(Stored data entries):
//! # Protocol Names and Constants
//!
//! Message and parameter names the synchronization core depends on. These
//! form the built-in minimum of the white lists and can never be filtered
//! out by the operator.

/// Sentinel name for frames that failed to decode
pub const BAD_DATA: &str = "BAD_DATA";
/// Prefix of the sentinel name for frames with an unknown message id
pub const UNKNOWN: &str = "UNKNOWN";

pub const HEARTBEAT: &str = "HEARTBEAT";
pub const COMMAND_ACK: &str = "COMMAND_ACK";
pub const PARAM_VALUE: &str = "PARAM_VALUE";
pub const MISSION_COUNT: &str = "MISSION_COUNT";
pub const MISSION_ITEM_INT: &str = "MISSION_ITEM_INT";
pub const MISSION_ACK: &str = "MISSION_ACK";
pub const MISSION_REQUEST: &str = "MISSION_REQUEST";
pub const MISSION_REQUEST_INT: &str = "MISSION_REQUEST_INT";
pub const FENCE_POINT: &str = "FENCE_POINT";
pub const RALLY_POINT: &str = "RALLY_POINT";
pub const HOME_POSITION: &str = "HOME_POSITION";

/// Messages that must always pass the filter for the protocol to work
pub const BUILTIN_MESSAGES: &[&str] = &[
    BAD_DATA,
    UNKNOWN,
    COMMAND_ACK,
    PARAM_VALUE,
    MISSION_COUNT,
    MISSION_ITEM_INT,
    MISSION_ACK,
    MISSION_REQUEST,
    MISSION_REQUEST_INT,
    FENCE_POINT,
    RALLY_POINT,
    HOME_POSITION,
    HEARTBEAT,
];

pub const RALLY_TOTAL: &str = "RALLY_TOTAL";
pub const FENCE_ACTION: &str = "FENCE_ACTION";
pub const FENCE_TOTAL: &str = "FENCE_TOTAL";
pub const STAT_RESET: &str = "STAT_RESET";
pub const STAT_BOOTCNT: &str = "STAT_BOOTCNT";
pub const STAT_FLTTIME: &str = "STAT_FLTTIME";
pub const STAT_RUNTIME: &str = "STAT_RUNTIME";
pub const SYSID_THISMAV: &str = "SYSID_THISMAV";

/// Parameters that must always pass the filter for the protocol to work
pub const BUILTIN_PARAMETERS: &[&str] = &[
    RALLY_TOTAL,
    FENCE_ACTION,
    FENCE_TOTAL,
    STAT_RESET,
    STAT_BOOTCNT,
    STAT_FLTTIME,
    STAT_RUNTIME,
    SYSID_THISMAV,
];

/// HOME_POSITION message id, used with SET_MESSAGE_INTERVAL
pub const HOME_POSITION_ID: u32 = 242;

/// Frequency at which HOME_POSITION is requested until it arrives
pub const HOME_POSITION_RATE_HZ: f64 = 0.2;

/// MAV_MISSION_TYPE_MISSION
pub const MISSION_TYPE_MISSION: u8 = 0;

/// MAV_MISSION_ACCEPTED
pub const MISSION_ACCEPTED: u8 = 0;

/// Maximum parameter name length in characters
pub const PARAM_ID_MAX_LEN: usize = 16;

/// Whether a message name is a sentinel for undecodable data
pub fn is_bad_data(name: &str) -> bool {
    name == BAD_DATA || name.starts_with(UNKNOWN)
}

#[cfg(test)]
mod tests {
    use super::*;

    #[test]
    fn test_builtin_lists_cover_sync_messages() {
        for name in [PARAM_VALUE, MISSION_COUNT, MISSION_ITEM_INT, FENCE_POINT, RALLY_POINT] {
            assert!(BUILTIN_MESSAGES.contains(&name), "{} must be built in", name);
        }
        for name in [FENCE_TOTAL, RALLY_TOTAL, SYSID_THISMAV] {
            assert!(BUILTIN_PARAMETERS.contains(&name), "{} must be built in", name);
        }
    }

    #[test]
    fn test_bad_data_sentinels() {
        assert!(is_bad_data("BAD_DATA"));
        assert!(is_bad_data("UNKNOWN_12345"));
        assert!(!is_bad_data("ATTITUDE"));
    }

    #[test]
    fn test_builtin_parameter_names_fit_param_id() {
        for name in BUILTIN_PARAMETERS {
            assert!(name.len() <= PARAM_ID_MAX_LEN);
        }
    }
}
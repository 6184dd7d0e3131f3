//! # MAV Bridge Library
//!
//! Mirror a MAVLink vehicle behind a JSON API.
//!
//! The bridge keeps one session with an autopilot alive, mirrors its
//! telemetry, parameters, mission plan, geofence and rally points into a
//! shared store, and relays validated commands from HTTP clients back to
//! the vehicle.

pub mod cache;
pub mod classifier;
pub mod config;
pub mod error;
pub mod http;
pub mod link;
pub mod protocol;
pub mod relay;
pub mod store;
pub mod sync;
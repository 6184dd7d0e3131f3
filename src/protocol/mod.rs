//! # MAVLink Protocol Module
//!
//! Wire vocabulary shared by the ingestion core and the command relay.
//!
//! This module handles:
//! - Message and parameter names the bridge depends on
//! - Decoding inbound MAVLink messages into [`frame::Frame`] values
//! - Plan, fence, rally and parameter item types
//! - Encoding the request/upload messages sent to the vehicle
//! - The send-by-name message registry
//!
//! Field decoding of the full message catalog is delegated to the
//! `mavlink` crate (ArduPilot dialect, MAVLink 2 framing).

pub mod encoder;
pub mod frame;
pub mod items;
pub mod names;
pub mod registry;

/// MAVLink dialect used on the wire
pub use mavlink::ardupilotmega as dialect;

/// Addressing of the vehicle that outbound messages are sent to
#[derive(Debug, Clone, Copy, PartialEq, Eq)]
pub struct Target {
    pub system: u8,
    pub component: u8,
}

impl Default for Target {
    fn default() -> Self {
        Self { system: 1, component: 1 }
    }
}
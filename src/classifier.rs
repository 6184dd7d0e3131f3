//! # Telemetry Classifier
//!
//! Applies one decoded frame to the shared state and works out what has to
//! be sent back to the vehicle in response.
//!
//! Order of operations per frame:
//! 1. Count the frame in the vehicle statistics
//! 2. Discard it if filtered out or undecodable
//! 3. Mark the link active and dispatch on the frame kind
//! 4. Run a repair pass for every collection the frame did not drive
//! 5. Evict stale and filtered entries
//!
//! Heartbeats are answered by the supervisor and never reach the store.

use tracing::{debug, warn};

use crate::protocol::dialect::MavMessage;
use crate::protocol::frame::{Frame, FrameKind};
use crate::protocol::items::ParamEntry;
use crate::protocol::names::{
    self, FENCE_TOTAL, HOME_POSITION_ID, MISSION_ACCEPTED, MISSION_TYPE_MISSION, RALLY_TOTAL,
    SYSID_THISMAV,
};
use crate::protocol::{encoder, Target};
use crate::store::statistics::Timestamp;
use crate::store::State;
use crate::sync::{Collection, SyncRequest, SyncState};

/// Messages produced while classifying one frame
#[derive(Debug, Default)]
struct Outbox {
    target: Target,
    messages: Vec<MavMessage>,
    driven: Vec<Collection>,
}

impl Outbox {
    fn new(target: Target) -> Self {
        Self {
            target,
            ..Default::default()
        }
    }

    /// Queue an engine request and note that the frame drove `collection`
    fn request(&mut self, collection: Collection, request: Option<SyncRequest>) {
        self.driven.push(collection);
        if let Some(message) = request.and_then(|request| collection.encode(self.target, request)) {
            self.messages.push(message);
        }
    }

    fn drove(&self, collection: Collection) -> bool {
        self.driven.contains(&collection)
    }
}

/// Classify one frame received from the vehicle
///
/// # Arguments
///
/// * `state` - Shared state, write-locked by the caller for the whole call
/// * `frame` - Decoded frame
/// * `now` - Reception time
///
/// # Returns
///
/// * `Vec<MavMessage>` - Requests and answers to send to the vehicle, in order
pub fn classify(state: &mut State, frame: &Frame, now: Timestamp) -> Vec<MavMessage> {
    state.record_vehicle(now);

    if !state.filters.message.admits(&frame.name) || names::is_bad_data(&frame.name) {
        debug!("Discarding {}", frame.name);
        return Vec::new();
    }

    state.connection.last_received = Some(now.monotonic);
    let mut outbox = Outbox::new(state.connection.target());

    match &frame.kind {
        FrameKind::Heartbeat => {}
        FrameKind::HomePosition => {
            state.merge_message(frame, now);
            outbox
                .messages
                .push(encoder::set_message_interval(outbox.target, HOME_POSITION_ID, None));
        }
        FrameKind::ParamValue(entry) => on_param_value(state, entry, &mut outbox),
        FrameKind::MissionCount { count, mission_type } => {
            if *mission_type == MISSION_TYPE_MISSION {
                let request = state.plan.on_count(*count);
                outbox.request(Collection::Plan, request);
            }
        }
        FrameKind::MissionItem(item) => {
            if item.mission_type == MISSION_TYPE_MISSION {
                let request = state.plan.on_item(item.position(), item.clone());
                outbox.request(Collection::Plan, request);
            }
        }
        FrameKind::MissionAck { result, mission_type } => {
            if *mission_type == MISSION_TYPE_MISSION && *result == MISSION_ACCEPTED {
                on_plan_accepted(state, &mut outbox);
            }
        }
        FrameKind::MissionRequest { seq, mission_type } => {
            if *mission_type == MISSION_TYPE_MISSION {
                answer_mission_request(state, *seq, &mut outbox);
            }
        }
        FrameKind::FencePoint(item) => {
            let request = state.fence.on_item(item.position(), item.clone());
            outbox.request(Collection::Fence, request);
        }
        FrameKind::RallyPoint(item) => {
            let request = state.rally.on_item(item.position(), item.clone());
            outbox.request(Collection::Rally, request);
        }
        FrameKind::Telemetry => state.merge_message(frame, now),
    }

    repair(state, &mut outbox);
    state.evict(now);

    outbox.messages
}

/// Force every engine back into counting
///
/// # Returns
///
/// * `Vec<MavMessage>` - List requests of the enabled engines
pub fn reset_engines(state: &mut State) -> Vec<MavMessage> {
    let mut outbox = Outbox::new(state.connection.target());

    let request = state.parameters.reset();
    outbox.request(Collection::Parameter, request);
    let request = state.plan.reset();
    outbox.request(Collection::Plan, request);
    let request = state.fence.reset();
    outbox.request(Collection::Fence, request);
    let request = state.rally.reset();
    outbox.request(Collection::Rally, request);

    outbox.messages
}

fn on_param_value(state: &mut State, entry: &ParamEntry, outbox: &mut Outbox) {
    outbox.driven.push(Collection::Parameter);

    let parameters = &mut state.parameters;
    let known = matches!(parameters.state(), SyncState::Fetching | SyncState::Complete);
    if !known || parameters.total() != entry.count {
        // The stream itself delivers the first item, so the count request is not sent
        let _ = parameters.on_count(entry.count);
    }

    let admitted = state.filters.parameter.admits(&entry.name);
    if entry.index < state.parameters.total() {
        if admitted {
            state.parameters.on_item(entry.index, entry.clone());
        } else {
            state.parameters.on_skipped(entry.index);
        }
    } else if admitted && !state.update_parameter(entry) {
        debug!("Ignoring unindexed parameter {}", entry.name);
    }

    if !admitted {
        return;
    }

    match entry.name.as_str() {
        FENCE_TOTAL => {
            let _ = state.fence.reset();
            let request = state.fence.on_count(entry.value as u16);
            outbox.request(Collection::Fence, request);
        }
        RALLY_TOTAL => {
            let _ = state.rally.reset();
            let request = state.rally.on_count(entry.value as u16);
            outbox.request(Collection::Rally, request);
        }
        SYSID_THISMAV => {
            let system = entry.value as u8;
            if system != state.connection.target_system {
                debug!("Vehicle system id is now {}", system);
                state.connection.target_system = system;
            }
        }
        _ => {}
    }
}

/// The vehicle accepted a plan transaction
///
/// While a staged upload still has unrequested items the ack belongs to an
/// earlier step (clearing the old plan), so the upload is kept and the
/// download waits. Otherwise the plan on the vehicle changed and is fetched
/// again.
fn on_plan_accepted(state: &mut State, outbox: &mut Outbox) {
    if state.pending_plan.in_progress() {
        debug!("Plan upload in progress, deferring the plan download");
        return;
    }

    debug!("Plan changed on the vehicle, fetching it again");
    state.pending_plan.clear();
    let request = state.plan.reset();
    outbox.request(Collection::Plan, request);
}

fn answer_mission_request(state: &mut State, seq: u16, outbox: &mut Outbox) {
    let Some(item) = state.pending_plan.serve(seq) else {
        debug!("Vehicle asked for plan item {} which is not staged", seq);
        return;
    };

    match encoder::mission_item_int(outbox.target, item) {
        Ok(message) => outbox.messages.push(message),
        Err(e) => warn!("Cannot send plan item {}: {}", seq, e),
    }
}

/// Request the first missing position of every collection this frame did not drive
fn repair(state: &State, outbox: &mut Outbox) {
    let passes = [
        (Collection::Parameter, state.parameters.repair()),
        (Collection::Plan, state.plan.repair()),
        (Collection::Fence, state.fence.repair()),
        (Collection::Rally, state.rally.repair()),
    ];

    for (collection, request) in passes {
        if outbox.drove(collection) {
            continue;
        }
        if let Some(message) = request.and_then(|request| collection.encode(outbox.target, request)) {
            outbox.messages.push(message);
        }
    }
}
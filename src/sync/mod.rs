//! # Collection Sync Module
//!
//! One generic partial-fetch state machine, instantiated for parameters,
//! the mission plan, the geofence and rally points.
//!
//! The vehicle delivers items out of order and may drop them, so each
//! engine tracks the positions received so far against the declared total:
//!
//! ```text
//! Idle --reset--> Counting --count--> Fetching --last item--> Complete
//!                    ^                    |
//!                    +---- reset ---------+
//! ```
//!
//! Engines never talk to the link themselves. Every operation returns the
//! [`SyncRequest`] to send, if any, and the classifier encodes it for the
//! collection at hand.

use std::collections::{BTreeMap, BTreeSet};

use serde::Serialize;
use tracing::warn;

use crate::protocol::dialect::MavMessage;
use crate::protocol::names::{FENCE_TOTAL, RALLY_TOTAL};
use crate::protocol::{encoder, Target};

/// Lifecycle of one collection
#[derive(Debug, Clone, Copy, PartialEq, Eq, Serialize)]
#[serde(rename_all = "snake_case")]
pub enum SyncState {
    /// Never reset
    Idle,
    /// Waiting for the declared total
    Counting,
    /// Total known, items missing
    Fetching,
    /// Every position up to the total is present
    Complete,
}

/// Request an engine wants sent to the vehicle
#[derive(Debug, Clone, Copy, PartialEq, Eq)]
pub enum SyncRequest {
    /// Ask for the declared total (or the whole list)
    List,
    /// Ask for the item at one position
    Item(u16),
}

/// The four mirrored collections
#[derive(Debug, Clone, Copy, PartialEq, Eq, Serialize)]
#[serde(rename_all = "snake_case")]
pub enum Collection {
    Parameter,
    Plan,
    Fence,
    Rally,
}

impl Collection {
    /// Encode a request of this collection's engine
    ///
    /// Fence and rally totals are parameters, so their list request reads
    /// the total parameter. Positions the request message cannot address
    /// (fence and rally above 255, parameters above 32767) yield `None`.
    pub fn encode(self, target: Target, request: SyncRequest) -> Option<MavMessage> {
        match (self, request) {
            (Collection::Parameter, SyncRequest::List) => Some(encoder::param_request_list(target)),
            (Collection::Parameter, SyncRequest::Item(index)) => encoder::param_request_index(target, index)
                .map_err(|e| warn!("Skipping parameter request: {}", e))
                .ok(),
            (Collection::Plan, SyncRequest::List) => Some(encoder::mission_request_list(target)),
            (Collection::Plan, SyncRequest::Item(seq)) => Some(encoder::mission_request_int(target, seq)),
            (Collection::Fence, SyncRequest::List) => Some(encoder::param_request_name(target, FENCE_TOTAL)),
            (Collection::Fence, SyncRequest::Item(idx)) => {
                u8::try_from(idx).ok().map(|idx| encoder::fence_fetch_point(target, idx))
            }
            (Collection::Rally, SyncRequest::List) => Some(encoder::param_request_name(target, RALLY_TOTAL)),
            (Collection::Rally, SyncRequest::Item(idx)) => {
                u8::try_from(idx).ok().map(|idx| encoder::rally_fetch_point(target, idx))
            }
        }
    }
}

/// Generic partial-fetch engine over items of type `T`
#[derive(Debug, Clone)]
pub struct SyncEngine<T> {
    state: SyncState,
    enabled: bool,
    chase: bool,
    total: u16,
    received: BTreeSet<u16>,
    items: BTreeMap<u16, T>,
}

(TASK BRIEF):
Whenever a line in the records contains the word "component", copy that line.

(SOLUTION FOR THIS TASK):
    pub component: u8,
        Self { system: 1, component: 1 }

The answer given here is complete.